→ Exercise data
------------------------------

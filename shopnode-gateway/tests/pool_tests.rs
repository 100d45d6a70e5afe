use std::collections::HashMap;
use std::io::Write;
use std::sync::{Arc, Mutex};

use chrono::Duration;
use shopnode_core::Cid;
use shopnode_daemon::DaemonError;
use shopnode_gateway::{
    GatewayPool, HealthProbe, LocalNode, ManualClock, NoLocalNode, DEFAULT_GATEWAYS,
};

const LOCAL: &str = "http://localhost:8080";
const REMOTE_A: &str = "https://a.gateway.test";
const REMOTE_B: &str = "https://b.gateway.test";

/// Probe answering from a table and counting calls per URL.
#[derive(Default)]
struct ScriptedProbe {
    health: Mutex<HashMap<String, bool>>,
    calls: Mutex<HashMap<String, usize>>,
}

impl ScriptedProbe {
    fn with(entries: &[(&str, bool)]) -> Arc<Self> {
        let probe = Self::default();
        for (url, healthy) in entries {
            probe.set(url, *healthy);
        }
        Arc::new(probe)
    }

    fn set(&self, url: &str, healthy: bool) {
        self.health.lock().unwrap().insert(url.to_string(), healthy);
    }

    fn calls(&self, url: &str) -> usize {
        self.calls.lock().unwrap().get(url).copied().unwrap_or(0)
    }
}

impl HealthProbe for ScriptedProbe {
    fn probe(&self, url: &str) -> bool {
        *self.calls.lock().unwrap().entry(url.to_string()).or_default() += 1;
        self.health.lock().unwrap().get(url).copied().unwrap_or(false)
    }
}

/// Log sink for asserting on emitted events.
#[derive(Clone, Default)]
struct CapturedLogs(Arc<Mutex<Vec<u8>>>);

impl CapturedLogs {
    fn text(&self) -> String {
        String::from_utf8_lossy(&self.0.lock().unwrap()).into_owned()
    }
}

impl Write for CapturedLogs {
    fn write(&mut self, buf: &[u8]) -> std::io::Result<usize> {
        self.0.lock().unwrap().extend_from_slice(buf);
        Ok(buf.len())
    }

    fn flush(&mut self) -> std::io::Result<()> {
        Ok(())
    }
}

fn with_captured_logs<T>(f: impl FnOnce() -> T) -> (T, String) {
    let logs = CapturedLogs::default();
    let writer = logs.clone();
    let subscriber = tracing_subscriber::fmt()
        .with_max_level(tracing::Level::WARN)
        .with_ansi(false)
        .with_writer(move || writer.clone())
        .finish();
    let out = tracing::subscriber::with_default(subscriber, f);
    (out, logs.text())
}

struct RunningNode {
    base32: Option<String>,
}

impl LocalNode for RunningNode {
    fn is_running(&self) -> bool {
        true
    }

    fn cid_base32(&self, cid: &Cid) -> Result<String, DaemonError> {
        self.base32.clone().ok_or_else(|| DaemonError::CidConversion {
            cid: cid.to_string(),
            reason: "helper crashed".to_string(),
        })
    }
}

fn pool(probe: &Arc<ScriptedProbe>, clock: &Arc<ManualClock>) -> GatewayPool {
    GatewayPool::new()
        .with_defaults([REMOTE_A, REMOTE_B])
        .with_probe(probe.clone())
        .with_clock(clock.clone())
}

#[test]
fn seeds_defaults_lazily_and_prepends_running_local() {
    let probe = ScriptedProbe::with(&[(LOCAL, true)]);
    let clock = Arc::new(ManualClock::default());
    let pool = pool(&probe, &clock);
    assert!(pool.entries().is_empty());

    pool.select_for(&Cid::from("QmShop"), &RunningNode { base32: Some("bafyshop".into()) });
    let urls: Vec<_> = pool.entries().into_iter().map(|e| e.url).collect();
    assert_eq!(urls, vec![LOCAL, REMOTE_A, REMOTE_B]);
}

#[test]
fn without_local_daemon_only_defaults_are_seeded() {
    let probe = ScriptedProbe::with(&[(REMOTE_A, true)]);
    let clock = Arc::new(ManualClock::default());
    let pool = GatewayPool::new()
        .with_probe(probe.clone())
        .with_clock(clock.clone());

    pool.select_for(&Cid::from("QmShop"), &NoLocalNode);
    let urls: Vec<_> = pool.entries().into_iter().map(|e| e.url).collect();
    assert_eq!(urls, DEFAULT_GATEWAYS.to_vec());
}

#[test]
fn local_gateway_uses_subdomain_addressing() {
    let probe = ScriptedProbe::with(&[(LOCAL, true), (REMOTE_A, true)]);
    let clock = Arc::new(ManualClock::default());
    let selection = pool(&probe, &clock).select_for(
        &Cid::from("QmShop"),
        &RunningNode { base32: Some("bafyshop".into()) },
    );

    assert_eq!(selection.gateway, LOCAL);
    assert_eq!(selection.url, "http://bafyshop.ipfs.localhost:8080/src/index.html");
    assert!(!selection.fallback);
}

#[test]
fn local_down_selects_first_healthy_remote_with_path_addressing() {
    let probe = ScriptedProbe::with(&[(LOCAL, false), (REMOTE_A, true)]);
    let clock = Arc::new(ManualClock::default());
    let selection = pool(&probe, &clock).select_for(
        &Cid::from("QmShop"),
        &RunningNode { base32: Some("bafyshop".into()) },
    );

    assert_eq!(selection.gateway, REMOTE_A);
    assert_eq!(selection.url, format!("{REMOTE_A}/ipfs/QmShop/src/index.html"));
    assert!(!selection.fallback);
    assert_eq!(probe.calls(REMOTE_B), 0, "selection stops at the first healthy entry");
}

#[test]
fn failed_base32_conversion_falls_back_to_local_path_url() {
    let probe = ScriptedProbe::with(&[(LOCAL, true)]);
    let clock = Arc::new(ManualClock::default());
    let selection = pool(&probe, &clock)
        .select_for(&Cid::from("QmShop"), &RunningNode { base32: None });

    assert_eq!(selection.gateway, LOCAL);
    assert_eq!(selection.url, "http://localhost:8080/ipfs/QmShop/src/index.html");
    assert!(!selection.fallback);
}

#[test]
fn all_unhealthy_falls_back_to_first_entry() {
    let probe = ScriptedProbe::with(&[]);
    let clock = Arc::new(ManualClock::default());
    let (selection, logs) = with_captured_logs(|| {
        pool(&probe, &clock).select_for(&Cid::from("QmShop"), &NoLocalNode)
    });

    assert!(selection.fallback);
    assert!(logs.contains("WARN"), "logs: {logs}");
    assert!(logs.contains("no healthy gateway"), "logs: {logs}");
    assert_eq!(selection.gateway, REMOTE_A);
    assert_eq!(selection.url, format!("{REMOTE_A}/ipfs/QmShop/src/index.html"));
}

#[test]
fn health_is_cached_for_the_ttl() {
    let probe = ScriptedProbe::with(&[(REMOTE_A, true)]);
    let clock = Arc::new(ManualClock::default());
    let pool = pool(&probe, &clock);
    let cid = Cid::from("QmShop");

    pool.select_for(&cid, &NoLocalNode);
    assert_eq!(probe.calls(REMOTE_A), 1);

    clock.advance(Duration::seconds(30));
    probe.set(REMOTE_A, false);
    let selection = pool.select_for(&cid, &NoLocalNode);
    assert_eq!(probe.calls(REMOTE_A), 1, "fresh health is reused");
    assert_eq!(selection.gateway, REMOTE_A);

    clock.advance(Duration::seconds(61));
    probe.set(REMOTE_B, true);
    let selection = pool.select_for(&cid, &NoLocalNode);
    assert_eq!(probe.calls(REMOTE_A), 2, "stale health is re-probed");
    assert_eq!(selection.gateway, REMOTE_B);
}

#[test]
fn last_used_never_moves_backwards() {
    let probe = ScriptedProbe::with(&[(REMOTE_A, true)]);
    let clock = Arc::new(ManualClock::default());
    let pool = pool(&probe, &clock);
    let cid = Cid::from("QmShop");

    pool.select_for(&cid, &NoLocalNode);
    let first = pool.entries()[0].last_used.expect("stamped");

    clock.advance(Duration::seconds(-10));
    pool.select_for(&cid, &NoLocalNode);
    let second = pool.entries()[0].last_used.expect("stamped");
    assert!(second >= first);

    clock.advance(Duration::seconds(100));
    pool.select_for(&cid, &NoLocalNode);
    let third = pool.entries()[0].last_used.expect("stamped");
    assert!(third > second);
}

#[test]
fn custom_gateways_are_a_set_and_survive_seeding() {
    let probe = ScriptedProbe::with(&[]);
    let clock = Arc::new(ManualClock::default());
    let pool = pool(&probe, &clock);

    assert!(pool.add_custom_gateway("https://mine.test/").expect("valid"));
    assert!(!pool.add_custom_gateway("https://mine.test").expect("valid"));
    assert_eq!(pool.entries().len(), 1);

    pool.select_for(&Cid::from("QmShop"), &NoLocalNode);
    let urls: Vec<_> = pool.entries().into_iter().map(|e| e.url).collect();
    assert_eq!(urls, vec![REMOTE_A, REMOTE_B, "https://mine.test"]);

    assert!(!pool.add_custom_gateway(REMOTE_B).expect("valid"));
    assert_eq!(pool.entries().len(), 3);
}

#[test]
fn refresh_probes_everything_without_stamping() {
    let probe = ScriptedProbe::with(&[(REMOTE_B, true)]);
    let clock = Arc::new(ManualClock::default());
    let entries = pool(&probe, &clock).refresh(&NoLocalNode);

    assert_eq!(entries.len(), 2);
    assert!(!entries[0].healthy);
    assert!(entries[1].healthy);
    assert!(entries.iter().all(|e| e.last_used.is_none()));
}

------------------------------

→ Try it
Every line in the material above that has the word "advance" should be copied.

→ Response
    clock.advance(Duration::seconds(30));
    clock.advance(Duration::seconds(61));
    clock.advance(Duration::seconds(-10));
    clock.advance(Duration::seconds(100));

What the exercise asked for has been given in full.